***** Provided records
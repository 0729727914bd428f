//! Line oriented scanner for systems of linear equations.
//!
//! Each line is scanned alternately for a term (`[sign] [number[^[sign]exponent]] [variable]`)
//! and an operator (`=`, `+` or `-`). Terms are folded into the implicit form
//! `coefficients * variables = rhs` as soon as they are read: variable terms accumulate into the
//! coefficient matrix and constant terms move to the right-hand side with their sign flipped.

use log::{debug, trace};
#[cfg(feature = "serde-serialize")]
use serde::{Deserialize, Serialize};

use crate::{EquationSystem, ParseError, ParseStatus};

/// Limits on numeric literals.
#[cfg_attr(feature = "serde-serialize", derive(Serialize, Deserialize))]
#[derive(Clone, Copy, Debug, PartialEq, Eq)]
pub struct ParserConfig {
    /// Maximum number of digits, and of characters including the decimal point, in a number.
    pub max_number_length: usize,
    /// Maximum number of digits in an exponent.
    pub max_exponent_length: usize,
}

impl Default for ParserConfig {
    fn default() -> Self {
        ParserConfig {
            max_number_length: 20,
            max_exponent_length: 2,
        }
    }
}

#[derive(Clone, Copy, Debug, PartialEq, Eq)]
enum ScanState {
    Term,
    Operator,
}

/// Structural facts about the equation currently being parsed.
#[derive(Clone, Copy, Debug, Default)]
struct EquationFlags {
    equal_sign: bool,
    term_before_equal_sign: bool,
    term_after_equal_sign: bool,
    variable: bool,
}

impl EquationFlags {
    fn in_flight(&self) -> bool {
        self.equal_sign || self.term_before_equal_sign || self.term_after_equal_sign || self.variable
    }
}

/// A parsing session over the lines of one system of equations.
///
/// The session carries the scan state across lines, so an equation may continue on the next line
/// after a trailing operator. Use one session (and one [`EquationSystem`]) per input.
#[derive(Clone, Debug)]
pub struct EquationParser {
    config: ParserConfig,
    state: ScanState,
    /// row of the equation being parsed
    equation_index: usize,
    flags: EquationFlags,
    /// the last operator was a `-`
    negative_operator: bool,
    last_status: ParseStatus,
    error_position: usize,
    /// length of the last line passed to `parse`
    line_end: usize,
}

impl Default for EquationParser {
    fn default() -> Self {
        Self::new()
    }
}

impl EquationParser {
    pub fn new() -> Self {
        Self::with_config(ParserConfig::default())
    }

    pub fn with_config(config: ParserConfig) -> Self {
        EquationParser {
            config,
            state: ScanState::Term,
            equation_index: 0,
            flags: EquationFlags::default(),
            negative_operator: false,
            last_status: ParseStatus::Success,
            error_position: 0,
            line_end: 0,
        }
    }

    /// Resets the session for a new system of equations.
    pub fn reset(&mut self) {
        *self = Self::with_config(self.config);
    }

    pub fn config(&self) -> &ParserConfig {
        &self.config
    }

    /// The status returned by the last call to [`EquationParser::parse`] or
    /// [`EquationParser::finish`].
    pub fn last_status(&self) -> ParseStatus {
        self.last_status
    }

    /// Character offset of the last error. Only meaningful when `last_status()` is an error.
    pub fn error_position(&self) -> usize {
        self.error_position
    }

    /// Number of equations completed so far.
    pub fn equation_index(&self) -> usize {
        self.equation_index
    }

    /// Parses one line of input into `system`.
    ///
    /// Returns `Ok(ParseStatus::Success)` when the line completed an equation or left one in
    /// flight after a trailing operator, and `Ok(ParseStatus::SuccessNoEquation)` for a line with
    /// no content. A completed equation is validated immediately and, if valid, advances
    /// `system.equation_count`.
    ///
    /// The first error stops the scan. Terms read before the error have already been written to
    /// `system`, so neither the session nor the system should be used after an error.
    pub fn parse(
        &mut self,
        line: &str,
        system: &mut EquationSystem,
    ) -> Result<ParseStatus, ParseError> {
        let chars: Vec<char> = line.chars().collect();
        let mut cursor = Cursor::new(&chars);
        self.line_end = chars.len();

        let result = self.scan_line(&mut cursor, system);
        self.record(result)
    }

    /// Validates the end of the input. An equation left in flight by a trailing operator on the
    /// last line is reported as an error.
    pub fn finish(&mut self) -> Result<ParseStatus, ParseError> {
        let result = if self.state == ScanState::Term && self.flags.in_flight() {
            let status = match self.equation_status() {
                // the equation itself is fine but the trailing operator has no term
                ParseStatus::Success => ParseStatus::ErrorNoTermEncountered,
                status => status,
            };
            Err(ParseError::new(status, self.line_end))
        } else {
            Ok(ParseStatus::Success)
        };
        self.record(result)
    }

    fn record(
        &mut self,
        result: Result<ParseStatus, ParseError>,
    ) -> Result<ParseStatus, ParseError> {
        match result {
            Ok(status) => {
                self.last_status = status;
                self.error_position = 0;
            }
            Err(err) => {
                self.last_status = err.status;
                self.error_position = err.position;
            }
        }
        result
    }

    fn scan_line(
        &mut self,
        cursor: &mut Cursor,
        system: &mut EquationSystem,
    ) -> Result<ParseStatus, ParseError> {
        loop {
            cursor.skip_whitespace();
            if cursor.at_end() {
                break;
            }

            match self.state {
                ScanState::Term => {
                    self.parse_term(cursor, system)?;
                    self.state = ScanState::Operator;
                }
                ScanState::Operator => {
                    if self.parse_operator(cursor)? {
                        self.state = ScanState::Term;
                    } else {
                        return Err(ParseError::new(
                            ParseStatus::ErrorIllegalEquation,
                            cursor.pos,
                        ));
                    }
                }
            }
        }

        match self.state {
            // the line ended right after a term, so the equation is complete
            ScanState::Operator => self.complete_equation(system, cursor.pos),
            ScanState::Term if self.flags.in_flight() => Ok(ParseStatus::Success),
            ScanState::Term => Ok(ParseStatus::SuccessNoEquation),
        }
    }

    fn complete_equation(
        &mut self,
        system: &mut EquationSystem,
        position: usize,
    ) -> Result<ParseStatus, ParseError> {
        match self.equation_status() {
            ParseStatus::Success => {
                debug!(
                    "equation {} complete, {} variables so far",
                    self.equation_index,
                    system.variable_count()
                );
                self.reset_for_new_equation();
                system.equation_count = self.equation_index;
                Ok(ParseStatus::Success)
            }
            status => Err(ParseError::new(status, position)),
        }
    }

    /// Classifies the current equation from its flags.
    fn equation_status(&self) -> ParseStatus {
        let flags = &self.flags;
        if !flags.in_flight() {
            ParseStatus::SuccessNoEquation
        } else if !flags.equal_sign {
            ParseStatus::ErrorNoEqualSign
        } else if !flags.term_before_equal_sign {
            ParseStatus::ErrorNoTermBeforeEqualSign
        } else if !flags.term_after_equal_sign {
            ParseStatus::ErrorNoTermAfterEqualSign
        } else if !flags.variable {
            ParseStatus::ErrorNoVariableInEquation
        } else {
            ParseStatus::Success
        }
    }

    fn reset_for_new_equation(&mut self) {
        self.flags = EquationFlags::default();
        self.negative_operator = false;
        self.state = ScanState::Term;
        self.equation_index += 1;
    }

    /// Reads one term and adds it to `system`.
    fn parse_term(
        &mut self,
        cursor: &mut Cursor,
        system: &mut EquationSystem,
    ) -> Result<(), ParseError> {
        let negative_number = cursor.take_sign() == Some(true);
        cursor.skip_whitespace();

        let number_start = cursor.pos;
        let number = match self.scan_number(cursor)? {
            Some(mantissa) if cursor.peek() == Some('^') => {
                cursor.bump();
                let exponent = self.scan_exponent(cursor)?;
                Some(format!("{mantissa}e{exponent}"))
            }
            number => number,
        };

        cursor.skip_whitespace();
        let variable = cursor.take_variable_name();

        // terms after the equal sign move to the left-hand side
        let negative = self.flags.equal_sign ^ self.negative_operator ^ negative_number;

        let magnitude = match &number {
            Some(text) => text
                .parse::<f64>()
                .map_err(|_| ParseError::new(ParseStatus::ErrorIllegalEquation, number_start))?,
            None => 1.0,
        };
        let value = if negative { -magnitude } else { magnitude };

        match (variable, number) {
            (Some(name), _) => {
                self.flags.variable = true;
                let col = system.variable_index(&name);
                trace!("A[{}, {}] += {}", self.equation_index, col, value);
                system.matrix.add_assign(self.equation_index, col, value);
            }
            (None, Some(_)) => {
                trace!("b[{}] -= {}", self.equation_index, value);
                system.rhs.add_assign(self.equation_index, -value);
            }
            (None, None) => {
                return Err(ParseError::new(
                    ParseStatus::ErrorNoTermEncountered,
                    cursor.pos,
                ));
            }
        }

        if self.flags.equal_sign {
            self.flags.term_after_equal_sign = true;
        } else {
            self.flags.term_before_equal_sign = true;
        }

        cursor.skip_whitespace();
        Ok(())
    }

    /// Reads an `=` and/or a `+`/`-`. Returns `false` if neither is present.
    fn parse_operator(&mut self, cursor: &mut Cursor) -> Result<bool, ParseError> {
        cursor.skip_whitespace();
        self.negative_operator = false;

        let mut have_equal_sign = false;
        if cursor.peek() == Some('=') {
            if self.flags.equal_sign {
                return Err(ParseError::new(
                    ParseStatus::ErrorMultipleEqualSigns,
                    cursor.pos,
                ));
            }
            self.flags.equal_sign = true;
            have_equal_sign = true;
            cursor.bump();
        }

        let sign = cursor.take_sign();
        if let Some(negative) = sign {
            self.negative_operator = negative;
        }

        Ok(have_equal_sign || sign.is_some())
    }

    /// Reads a decimal literal. Returns `None` if there is no digit at the cursor.
    fn scan_number(&self, cursor: &mut Cursor) -> Result<Option<String>, ParseError> {
        let start = cursor.pos;
        let max = self.config.max_number_length;

        let mut text = String::new();
        let mut digits = 0;
        let mut decimal_points = 0;

        while let Some(c) = cursor.peek() {
            if c.is_ascii_digit() {
                digits += 1;
                if digits > max {
                    return Err(ParseError::new(ParseStatus::ErrorTooManyDigits, cursor.pos));
                }
            } else if c == '.' {
                decimal_points += 1;
                if decimal_points > 1 {
                    return Err(ParseError::new(
                        ParseStatus::ErrorMultipleDecimalPoints,
                        cursor.pos,
                    ));
                }
            } else {
                break;
            }
            text.push(c);
            cursor.bump();
        }

        if text.len() > max {
            return Err(ParseError::new(ParseStatus::ErrorTooManyDigits, cursor.pos));
        }

        match (digits, decimal_points) {
            (0, 0) => Ok(None),
            // a lone decimal point
            (0, _) => Err(ParseError::new(ParseStatus::ErrorIllegalEquation, start)),
            _ => Ok(Some(text)),
        }
    }

    /// Reads the exponent after a `^`, returning it with its sign, e.g. `-3`.
    fn scan_exponent(&self, cursor: &mut Cursor) -> Result<String, ParseError> {
        let negative = cursor.take_sign() == Some(true);

        let mut digits = String::new();
        while let Some(c) = cursor.peek() {
            if !(c.is_ascii_digit() || c == '.') {
                break;
            }
            digits.push(c);
            cursor.bump();
        }

        if digits.is_empty() {
            return Err(ParseError::new(
                ParseStatus::ErrorMissingExponent,
                cursor.pos,
            ));
        }
        if digits.len() > self.config.max_exponent_length || digits.contains('.') {
            return Err(ParseError::new(
                ParseStatus::ErrorIllegalExponent,
                cursor.pos,
            ));
        }

        Ok(if negative { format!("-{digits}") } else { digits })
    }
}

/// Position in a line, counted in characters.
struct Cursor<'a> {
    chars: &'a [char],
    pos: usize,
}

impl<'a> Cursor<'a> {
    fn new(chars: &'a [char]) -> Self {
        Cursor { chars, pos: 0 }
    }

    fn at_end(&self) -> bool {
        self.pos >= self.chars.len()
    }

    fn peek(&self) -> Option<char> {
        self.chars.get(self.pos).copied()
    }

    fn bump(&mut self) {
        self.pos += 1;
    }

    fn skip_whitespace(&mut self) {
        while self.peek().is_some_and(char::is_whitespace) {
            self.bump();
        }
    }

    /// Consumes a `+` or `-`, returning `Some(true)` for a minus.
    fn take_sign(&mut self) -> Option<bool> {
        let negative = match self.peek()? {
            '+' => false,
            '-' => true,
            _ => return None,
        };
        self.bump();
        Some(negative)
    }

    fn take_variable_name(&mut self) -> Option<String> {
        let mut name = String::new();
        while let Some(c) = self.peek() {
            if !(c.is_alphabetic() || c == '_') {
                break;
            }
            name.push(c);
            self.bump();
        }
        (!name.is_empty()).then_some(name)
    }
}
**********
* **Task instructions**:
Throughout the records above, find the lines in which the word "ErrorTooManyDigits" appears and return them.

* **Result**:
                    return Err(ParseError::new(ParseStatus::ErrorTooManyDigits, cursor.pos));
            return Err(ParseError::new(ParseStatus::ErrorTooManyDigits, cursor.pos));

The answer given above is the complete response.